🧮 Introduction to NumPy
Last Updated: 02 Nov 2025
- NumPy (Numerical Python) is a powerful Python library used for numerical and scientific computing. It provides multi-dimensional arrays and fast mathematical operations on them.
- Python lists are like normal boxes, then NumPy arrays are like super-fast containers that handle big data easily (used in Data Science, ML, AI, etc.).
- It is fast because it uses C and C++ under the hood.
🗣 Hinglish Tip: “Python list har element ko alag handle karta hai, par NumPy ek hi type ke saare data ko ek saath handle karta hai — isliye fast hota hai!”
Install NumPy
Before using, install it in your system.
pip install numpy
Import numpy in your script
import numpy as np
NumPy Data Types
NumPy supports numerical data types like integers, floats, complex numbers, and booleans.

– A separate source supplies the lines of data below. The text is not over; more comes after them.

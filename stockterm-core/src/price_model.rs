//! Random-walk price model.
//!
//! Each tick draws `u ~ U(-1, 1)` and moves the price by
//! `u * volatility + drift`, where the small positive drift biases the walk
//! upward over long runs.

use rand::Rng;
use serde::{Deserialize, Serialize};

use crate::domain::Stock;

/// Default per-tick upward drift.
pub const DEFAULT_DRIFT: f64 = 0.0001;

/// Uniform random walk with constant drift.
#[derive(Debug, Clone, Copy, PartialEq, Serialize, Deserialize)]
pub struct RandomWalk {
    pub drift: f64,
}

impl Default for RandomWalk {
    fn default() -> Self {
        Self { drift: DEFAULT_DRIFT }
    }
}

impl RandomWalk {
    pub fn new(drift: f64) -> Self {
        Self { drift }
    }

    /// Fractional move for one tick given a uniform draw in [-1, 1).
    pub fn delta(&self, volatility: f64, draw: f64) -> f64 {
        draw * volatility + self.drift
    }

    /// Advance a stock by one tick. Always succeeds; the stock clamps and caps.
    pub fn tick<R: Rng + ?Sized>(&self, stock: &mut Stock, rng: &mut R) {
        let draw: f64 = rng.gen_range(-1.0..1.0);
        let delta = self.delta(stock.volatility, draw);
        let next = stock.price() * (1.0 + delta);
        stock.advance(next);
    }
}
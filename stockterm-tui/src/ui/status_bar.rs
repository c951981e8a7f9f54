//! Bottom status bar: key hints, last status message.

use ratatui::layout::Rect;
use ratatui::text::{Line, Span};
use ratatui::widgets::Paragraph;
use ratatui::Frame;

use crate::app::{AppState, StatusLevel};
use crate::theme;

pub fn render(f: &mut Frame, area: Rect, app: &AppState) {
    let mut spans: Vec<Span> = vec![
        Span::styled(
            " b:buy s:sell a:add w:switch r:updates f:news e:export ?:help q:quit",
            theme::muted(),
        ),
        Span::raw(" | "),
    ];

    if let Some((msg, level)) = &app.status_message {
        let style = match level {
            StatusLevel::Info => theme::accent(),
            StatusLevel::Warning => theme::warning(),
            StatusLevel::Error => theme::negative(),
        };
        spans.push(Span::styled(msg.as_str(), style));
    }

    f.render_widget(Paragraph::new(Line::from(spans)), area);
}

| Symbol | Meaning | Example | Description |
|---|---|---|---|
b | Boolean | bool_ | True or False |
i | Signed integer | i1, i2, i4, i8 | e.g. i4 = 4 bytes = int32 |
u | Unsigned integer | u1, u2, u4, u8 | Only positive values |
f | Floating point | f2, f4, f8 | e.g. f8 = float64 |
c | Complex floating point | c8, c16 | Complex numbers |
m | Time delta | m8[ns] | Difference between dates |
M | Datetime | M8[D], M8[ns] | Date/time data |
U,str_ | Unicode string | U21 | String (21 characters wide) |
S | Byte string | S10 | String (10 bytes) |
O | Object | object | Python objects or mixed types |